Member of the Verkhovna Rada
- In office 29 August 2019 – 8 October 2021

Personal details
- Born: 11 November 1987 Chernihiv, Ukrainian SSR, Soviet Union
- Died: 8 October 2021 (aged 33) Kyiv, Ukraine
- Party: Servant of the People (until 2019) For the Future (2020-2021)

= Anton Polyakov =

Ukrainian politician (1987–2021)

Anton Polyakov (Антон Едуардович Поляков; 11 November 1987 – 8 October 2021) was a Ukrainian politician.

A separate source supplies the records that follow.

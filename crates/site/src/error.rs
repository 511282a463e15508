//! Unified error handling with Sentry integration.
//!
//! Provides a unified `AppError` type that captures errors to Sentry before
//! responding to the client. All route handlers should return `Result<T, AppError>`.

use axum::{
    http::StatusCode,
    response::{IntoResponse, Response},
};
use thiserror::Error;

use crate::db::RepositoryError;

/// Application-level error type for the site.
#[derive(Debug, Error)]
pub enum AppError {
    /// Database operation failed.
    #[error("Database error: {0}")]
    Database(#[from] RepositoryError),

    /// Resource not found.
    #[error("Not found: {0}")]
    NotFound(String),

    /// Bad request from client.
    #[error("Bad request: {0}")]
    BadRequest(String),

    /// Rate limited.
    #[error("Rate limited")]
    RateLimited,

    /// Internal server error.
    #[error("Internal error: {0}")]
    Internal(String),
}

impl IntoResponse for AppError {
    fn into_response(self) -> Response {
        // Capture server errors to Sentry
        if matches!(self, Self::Database(_) | Self::Internal(_)) {
            let event_id = sentry::capture_error(&self);
            tracing::error!(
                error = %self,
                sentry_event_id = %event_id,
                "Request error"
            );
        }

        let status = match &self {
            Self::Database(_) | Self::Internal(_) => StatusCode::INTERNAL_SERVER_ERROR,
            Self::NotFound(_) => StatusCode::NOT_FOUND,
            Self::BadRequest(_) => StatusCode::BAD_REQUEST,
            Self::RateLimited => StatusCode::TOO_MANY_REQUESTS,
        };

        // Don't expose internal error details to clients
        let message = match &self {
            Self::Database(_) | Self::Internal(_) => "Internal server error".to_string(),
            _ => self.to_string(),
        };

        (status, message).into_response()
    }
}

/// Result type alias for `AppError`.
pub type Result<T> = std::result::Result<T, AppError>;

#[cfg(test)]
mod tests {
    use super::*;

    #[test]
    fn test_app_error_display() {
        let err = AppError::NotFound("set-123".to_string());
        assert_eq!(err.to_string(), "Not found: set-123");

        let err = AppError::BadRequest("invalid input".to_string());
        assert_eq!(err.to_string(), "Bad request: invalid input");
    }

    #[test]
    fn test_app_error_status_codes() {
        fn get_status(err: AppError) -> StatusCode {
            let response = err.into_response();
            response.status()
        }

        assert_eq!(
            get_status(AppError::NotFound("test".to_string())),
            StatusCode::NOT_FOUND
        );
        assert_eq!(
            get_status(AppError::BadRequest("test".to_string())),
            StatusCode::BAD_REQUEST
        );
        assert_eq!(
            get_status(AppError::RateLimited),
            StatusCode::TOO_MANY_REQUESTS
        );
        assert_eq!(
            get_status(AppError::Internal("test".to_string())),
            StatusCode::INTERNAL_SERVER_ERROR
        );
        assert_eq!(
            get_status(AppError::Database(RepositoryError::NotFound)),
            StatusCode::INTERNAL_SERVER_ERROR
        );
    }

    #[test]
    fn test_internal_errors_are_not_leaked() {
        let response =
            AppError::Internal("secret connection string".to_string()).into_response();
        assert_eq!(response.status(), StatusCode::INTERNAL_SERVER_ERROR);
    }
}
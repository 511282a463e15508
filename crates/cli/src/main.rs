//! BrickMon CLI - Database migrations and catalog imports.
//!
//! # Usage
//!
//! ```bash
//! # Run database migrations
//! bm-cli migrate
//!
//! # Import a product feed into the catalog
//! bm-cli seed --file feeds/products.yaml
//!
//! # Import a feed, removing products no longer in it
//! bm-cli seed --file feeds/products.yaml --replace
//! ```
//!
//! # Commands
//!
//! - `migrate` - Run database migrations
//! - `seed` - Import products from a YAML feed

#![cfg_attr(not(test), forbid(unsafe_code))]

use clap::{Parser, Subcommand};

mod commands;

#[derive(Parser)]
#[command(name = "bm-cli")]
#[command(author, version, about = "BrickMon CLI tools")]
struct Cli {
    #[command(subcommand)]
    command: Commands,
}

#[derive(Subcommand)]
enum Commands {
    /// Run database migrations
    Migrate,
    /// Import products from a YAML feed
    Seed {
        /// Path to the YAML feed file
        #[arg(short, long)]
        file: String,

        /// Remove products that are not present in the feed
        #[arg(long)]
        replace: bool,
    },
}

#[tokio::main]
async fn main() {
    // Initialize tracing
    tracing_subscriber::fmt::init();

    let cli = Cli::parse();

    let result: Result<(), Box<dyn std::error::Error>> = run(cli).await;

    if let Err(e) = result {
        tracing::error!("Command failed: {e}");
        std::process::exit(1);
    }
}

async fn run(cli: Cli) -> Result<(), Box<dyn std::error::Error>> {
    match cli.command {
        Commands::Migrate => commands::migrate::run().await?,
        Commands::Seed { file, replace } => {
            commands::seed::run(&file, replace).await?;
        }
    }
    Ok(())
}
//! Newtype IDs for type-safe entity references.
//!
//! Use the `define_id!` macro to create type-safe ID wrappers that prevent
//! accidentally mixing IDs from different entity types.

use serde::{Deserialize, Serialize};
use uuid::Uuid;

/// Macro to define a type-safe ID wrapper.
///
/// Creates a newtype wrapper around `i32` with:
/// - `Serialize`/`Deserialize` with `#[serde(transparent)]`
/// - `Debug`, `Clone`, `Copy`, `PartialEq`, `Eq`, `Hash`
/// - Conversion methods: `new()`, `as_i32()`
/// - `From<i32>` and `Into<i32>` implementations
/// - `sqlx` `Type`, `Encode`, and `Decode` implementations (with `postgres` feature)
///
/// # Example
///
/// ```rust
/// # use brickmon_core::define_id;
/// define_id!(ProductId);
///
/// let product_id = ProductId::new(1);
/// assert_eq!(product_id.as_i32(), 1);
/// ```
#[macro_export]
macro_rules! define_id {
    ($name:ident) => {
        #[derive(
            Debug,
            Clone,
            Copy,
            PartialEq,
            Eq,
            Hash,
            ::serde::Serialize,
            ::serde::Deserialize
        )]
        #[serde(transparent)]
        pub struct $name(i32);

        impl $name {
            /// Create a new ID from an i32 value.
            #[must_use]
            pub const fn new(id: i32) -> Self {
                Self(id)
            }

            /// Get the underlying i32 value.
            #[must_use]
            pub const fn as_i32(&self) -> i32 {
                self.0
            }
        }

        impl ::core::fmt::Display for $name {
            fn fmt(&self, f: &mut ::core::fmt::Formatter<'_>) -> ::core::fmt::Result {
                write!(f, "{}", self.0)
            }
        }

        impl From<i32> for $name {
            fn from(id: i32) -> Self {
                Self(id)
            }
        }

        impl From<$name> for i32 {
            fn from(id: $name) -> Self {
                id.0
            }
        }

        #[cfg(feature = "postgres")]
        impl ::sqlx::Type<::sqlx::Postgres> for $name {
            fn type_info() -> ::sqlx::postgres::PgTypeInfo {
                <i32 as ::sqlx::Type<::sqlx::Postgres>>::type_info()
            }

            fn compatible(ty: &::sqlx::postgres::PgTypeInfo) -> bool {
                <i32 as ::sqlx::Type<::sqlx::Postgres>>::compatible(ty)
            }
        }

        #[cfg(feature = "postgres")]
        impl<'r> ::sqlx::Decode<'r, ::sqlx::Postgres> for $name {
            fn decode(
                value: ::sqlx::postgres::PgValueRef<'r>,
            ) -> ::core::result::Result<Self, ::sqlx::error::BoxDynError> {
                let id = <i32 as ::sqlx::Decode<::sqlx::Postgres>>::decode(value)?;
                Ok(Self(id))
            }
        }

        #[cfg(feature = "postgres")]
        impl ::sqlx::Encode<'_, ::sqlx::Postgres> for $name {
            fn encode_by_ref(
                &self,
                buf: &mut ::sqlx::postgres::PgArgumentBuffer,
            ) -> ::std::result::Result<::sqlx::encode::IsNull, ::sqlx::error::BoxDynError> {
                <i32 as ::sqlx::Encode<::sqlx::Postgres>>::encode_by_ref(&self.0, buf)
            }
        }
    };
}

define_id!(ProductId);

/// ID of a waitlist subscriber.
///
/// Subscribers are keyed by UUID so the intake path can insert without a
/// round trip for the next serial value.
#[derive(Debug, Clone, Copy, PartialEq, Eq, Hash, Serialize, Deserialize)]
#[serde(transparent)]
pub struct SubscriberId(Uuid);

impl SubscriberId {
    /// Create a subscriber ID from an existing UUID.
    #[must_use]
    pub const fn new(id: Uuid) -> Self {
        Self(id)
    }

    /// Get the underlying UUID.
    #[must_use]
    pub const fn as_uuid(&self) -> Uuid {
        self.0
    }
}

impl std::fmt::Display for SubscriberId {
    fn fmt(&self, f: &mut std::fmt::Formatter<'_>) -> std::fmt::Result {
        write!(f, "{}", self.0)
    }
}

impl From<Uuid> for SubscriberId {
    fn from(id: Uuid) -> Self {
        Self(id)
    }
}

impl From<SubscriberId> for Uuid {
    fn from(id: SubscriberId) -> Self {
        id.0
    }
}

#[cfg(feature = "postgres")]
impl sqlx::Type<sqlx::Postgres> for SubscriberId {
    fn type_info() -> sqlx::postgres::PgTypeInfo {
        <Uuid as sqlx::Type<sqlx::Postgres>>::type_info()
    }

    fn compatible(ty: &sqlx::postgres::PgTypeInfo) -> bool {
        <Uuid as sqlx::Type<sqlx::Postgres>>::compatible(ty)
    }
}

#[cfg(feature = "postgres")]
impl<'r> sqlx::Decode<'r, sqlx::Postgres> for SubscriberId {
    fn decode(value: sqlx::postgres::PgValueRef<'r>) -> Result<Self, sqlx::error::BoxDynError> {
        let id = <Uuid as sqlx::Decode<sqlx::Postgres>>::decode(value)?;
        Ok(Self(id))
    }
}

#[cfg(feature = "postgres")]
impl sqlx::Encode<'_, sqlx::Postgres> for SubscriberId {
    fn encode_by_ref(
        &self,
        buf: &mut sqlx::postgres::PgArgumentBuffer,
    ) -> Result<sqlx::encode::IsNull, sqlx::error::BoxDynError> {
        <Uuid as sqlx::Encode<sqlx::Postgres>>::encode_by_ref(&self.0, buf)
    }
}

#[cfg(test)]
#[allow(clippy::unwrap_used)]
mod tests {
    use super::*;

    #[test]
    fn test_product_id_roundtrip() {
        let id = ProductId::new(42);
        assert_eq!(id.as_i32(), 42);
        assert_eq!(i32::from(id), 42);
        assert_eq!(ProductId::from(42), id);
    }

    #[test]
    fn test_product_id_display() {
        assert_eq!(ProductId::new(7).to_string(), "7");
    }

    #[test]
    fn test_subscriber_id_roundtrip() {
        let uuid = Uuid::new_v4();
        let id = SubscriberId::new(uuid);
        assert_eq!(id.as_uuid(), uuid);
        assert_eq!(Uuid::from(id), uuid);
    }

    #[test]
    fn test_ids_serialize_transparently() {
        let id = ProductId::new(3);
        assert_eq!(serde_json::to_string(&id).unwrap(), "3");
    }
}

A member of the party Servant of the People (until December 2019), he served in the Verkhovna Rada from 2019 to 2021.

== Early life ==
Polyakov was born on 11 November 1987 in Chernihiv, which was then part of the Ukrainian SSR in the Soviet Union. In 2004, he graduated from Chernihiv Collegium No. 11. Later, in 2010, he registered the trademark "Count" for a company selling flooring.

== Political career ==
In 2016, he became head of the public organization "Ukrainian Center for Combating Crime and Corruption", and during the 2019 Ukrainian presidential election was a confidant of Volodymyr Zelensky for electoral district no. 205. Later that same year, he was elected to the Verkhovna Rada during the 2019 Ukrainian parliamentary election as a non-partisan nominated by the Servant of the People for the 206th constituency (Chernihiv). Upon joining the parliament, he became a member of the Servant of the People party until 25 November 2019 when he was expelled together alongside Anna Skorokhod. According to an official party statement, he was removed for not voting in line with the party's position. He formally submitted a letter of resignation from the party on 16 December 2019.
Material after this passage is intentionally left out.